[Stored data entries]
%%

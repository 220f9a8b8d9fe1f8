//! Error taxonomy for plan construction and the HTTP transport.
//!
//! - [`ConfigError`] is raised while resolving a collection plan. It is fatal
//!   and never retried; it aborts a collection run before any network activity.
//! - [`TransportError`] is what the transport surfaces once its retry budget is
//!   spent, or when a request cannot be built at all. Transient failures (429,
//!   5xx, connection errors) are contained inside the retry loop.
//!
//! Mapping problems (null fields, absent relations, unparseable datetimes) are
//! not errors; the mapper logs and skips them.

use thiserror::Error;

/// Configuration-time failures. Never retried.
#[derive(Debug, Error)]
pub enum ConfigError {
    #[error("unknown collection '{0}'")]
    UnknownCollection(String),

    #[error("collection '{collection}' references unknown source '{source_name}'")]
    UnknownSource {
        collection: String,
        source_name: String,
    },

    #[error("source '{0}' does not satisfy the source contract: {1}")]
    InvalidSource(String, String),

    #[error("invalid identifier '{0}': only letters, digits and underscores are allowed")]
    InvalidIdentifier(String),

    #[error("resource '{0}' is not registered")]
    UnknownResource(String),

    #[error("resource '{0}' is not a recognized formatter: {1}")]
    IncapableResource(String, String),

    #[error("collection '{0}' requires a tenant column in multi-tenant mode")]
    MissingTenant(String),

    #[error("column '{column}' in collection '{collection}': {reason}")]
    InvalidColumn {
        collection: String,
        column: String,
        reason: String,
    },

    #[error("relation '{relation}' in collection '{collection}': {reason}")]
    InvalidRelation {
        collection: String,
        relation: String,
        reason: String,
    },

    #[error("invalid query for collection '{0}': {1}")]
    InvalidQuery(String, String),
}

/// Failures surfaced by the transport after classification.
#[derive(Debug, Error)]
pub enum TransportError {
    #[error("request failed after {attempts} attempts: {last}")]
    RetriesExhausted { attempts: u32, last: String },

    #[error("HTTP client error: {0}")]
    Http(#[from] reqwest::Error),

    #[error("serialization error: {0}")]
    Serialization(#[from] serde_json::Error),

    #[error("rate-limit state unavailable: {0}")]
    Cache(#[source] anyhow::Error),

    #[error("invalid header value: {0}")]
    InvalidHeader(String),

    #[error("invalid base URL '{0}': {1}")]
    InvalidBaseUrl(String, String),
}

impl TransportError {
    /// Returns true when the retry budget was spent on transient failures.
    pub fn is_exhausted(&self) -> bool {
        matches!(self, TransportError::RetriesExhausted { .. })
    }
}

%%

ACTIVITY
Across the data above, how many lines contain the string "TransportError"? Reply with the number and nothing else.

RESPONSE
4